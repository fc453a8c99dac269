use std::sync::mpsc::{self, Receiver};
use std::thread::{self, JoinHandle};

use tracing::debug;

use super::{CancellationToken, ChannelProgress, LdCalculator, LdConfig, LdError, LdMatrices};
use crate::variant::VariantRecord;

/// LD computation running on its own thread.
///
/// The caller polls [`LdTask::latest_progress`], may [`LdTask::cancel`] at
/// any time, and collects the result with [`LdTask::join`].
#[derive(Debug)]
pub struct LdTask {
    handle: JoinHandle<Result<LdMatrices, LdError>>,
    progress: Receiver<f64>,
    latest: f64,
    token: CancellationToken,
}

impl LdTask {
    /// Start computing LD over `records` in the background.
    pub fn spawn<R>(records: Vec<R>, config: LdConfig) -> Self
    where
        R: VariantRecord + Send + 'static,
    {
        Self::spawn_with_token(records, config, CancellationToken::new())
    }

    /// Like [`LdTask::spawn`], but observing a caller-owned token. A token
    /// cancelled before the call makes the worker stop before its first locus.
    pub fn spawn_with_token<R>(records: Vec<R>, config: LdConfig, token: CancellationToken) -> Self
    where
        R: VariantRecord + Send + 'static,
    {
        let (tx, rx) = mpsc::channel();
        let worker_token = token.clone();
        let handle = thread::spawn(move || {
            let sink = ChannelProgress(tx);
            LdCalculator::new(config).calculate(&records, &sink, &worker_token)
        });
        debug!("spawned linkage disequilibrium worker");
        Self {
            handle,
            progress: rx,
            latest: 0.0,
            token,
        }
    }

    /// Ask the worker to stop at its next checkpoint.
    pub fn cancel(&self) {
        self.token.cancel();
    }

    /// Token shared with the worker.
    pub fn token(&self) -> &CancellationToken {
        &self.token
    }

    /// Most recent progress fraction, draining any queued updates.
    pub fn latest_progress(&mut self) -> f64 {
        while let Ok(fraction) = self.progress.try_recv() {
            self.latest = fraction;
        }
        self.latest
    }

    /// Whether the worker has returned.
    pub fn is_finished(&self) -> bool {
        self.handle.is_finished()
    }

    /// Wait for the worker and return its result.
    pub fn join(self) -> Result<LdMatrices, LdError> {
        self.handle.join().map_err(|_| LdError::WorkerPanicked)?
    }
}
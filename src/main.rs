mod bind;
mod harness;
mod model;

use std::process::ExitCode;

use anyhow::Result;
use tracing_appender::non_blocking::WorkerGuard;
use tracing_subscriber::EnvFilter;

use harness::{Harness, HarnessError};
use harness::console::{Console, Palette};
use model::config::AppConfig;

const FALLBACK_LOG_FILTER: &str = "sbind=info";

fn main() -> Result<ExitCode> {
    let config = AppConfig::load()?;

    // Logging goes to a file; stdout belongs to the self-test output.
    let _guard = init_logging(&config);

    tracing::info!("sbind self-test starting");

    let palette = Palette::resolve(config.output.color);
    tracing::debug!("color output: {}", palette.colored());

    let console = Console::stdout(palette);
    let harness = Harness::new(console);

    let result = harness.run();
    if let Err(err) = harness.report(&result) {
        let err = HarnessError::from(err);
        tracing::error!("{err}");
        eprintln!("sbind: {err}");
        return Ok(err.exit_code());
    }

    Ok(match result {
        Ok(_) => ExitCode::SUCCESS,
        Err(err) => err.exit_code(),
    })
}

fn init_logging(config: &AppConfig) -> Option<WorkerGuard> {
    let log_dir = config.log_dir();
    if let Err(err) = std::fs::create_dir_all(&log_dir) {
        eprintln!(
            "sbind: logging disabled, cannot create {}: {err}",
            log_dir.display()
        );
        return None;
    }

    let filter = EnvFilter::try_from_default_env()
        .unwrap_or_else(|_| configured_filter(&config.logging.filter));

    let file_appender = tracing_appender::rolling::daily(&log_dir, "sbind.log");
    let (non_blocking, guard) = tracing_appender::non_blocking(file_appender);
    tracing_subscriber::fmt()
        .with_writer(non_blocking)
        .with_ansi(false)
        .with_env_filter(filter)
        .init();

    Some(guard)
}

fn configured_filter(directive: &str) -> EnvFilter {
    EnvFilter::try_new(directive).unwrap_or_else(|err| {
        eprintln!(
            "sbind: invalid logging.filter {directive:?}: {err}; using {FALLBACK_LOG_FILTER}"
        );
        EnvFilter::new(FALLBACK_LOG_FILTER)
    })
}
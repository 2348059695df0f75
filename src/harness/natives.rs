//! The native functions exercised by the self-test.

use mlua::Lua;

use crate::bind::{BindError, BindingRegistry};
use crate::harness::console::Console;
use crate::harness::expect::Expectations;

pub const ANSWER: i64 = 42;
pub const BINDING_COUNT: usize = 3;

pub fn registry() -> Result<BindingRegistry, BindError> {
    let mut registry = BindingRegistry::new();
    registry
        .bind("hello", "()", hello)?
        .bind("get_answer", "() -> integer", get_answer)?
        .bind("print_answer", "(answer: integer)", print_answer)?;
    Ok(registry)
}

pub fn hello(lua: &Lua, _: ()) -> mlua::Result<()> {
    console(lua)?
        .line("Hello from C!")
        .map_err(mlua::Error::external)
}

pub fn get_answer(_: &Lua, _: ()) -> mlua::Result<i64> {
    Ok(ANSWER)
}

pub fn print_answer(lua: &Lua, answer: i64) -> mlua::Result<()> {
    let console = console(lua)?;
    console
        .line(format_args!("The answer is: {answer}"))
        .map_err(mlua::Error::external)?;

    let message = "Answer should be 42";
    let holds = lua
        .app_data_mut::<Expectations>()
        .map(|mut expectations| expectations.check(answer == ANSWER, message))
        .ok_or_else(|| mlua::Error::runtime("expectations not attached to runtime"))?;

    if !holds {
        console.failure(message).map_err(mlua::Error::external)?;
    }
    Ok(())
}

fn console(lua: &Lua) -> mlua::Result<Console> {
    lua.app_data_ref::<Console>()
        .map(|console| console.clone())
        .ok_or_else(|| mlua::Error::runtime("console not attached to runtime"))
}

= = = = =

What you will do
Please copy out every line in the listing that has the string "thread".

Solution for this problem
use std::thread::{self, JoinHandle};
/// LD computation running on its own thread.
        let handle = thread::spawn(move || {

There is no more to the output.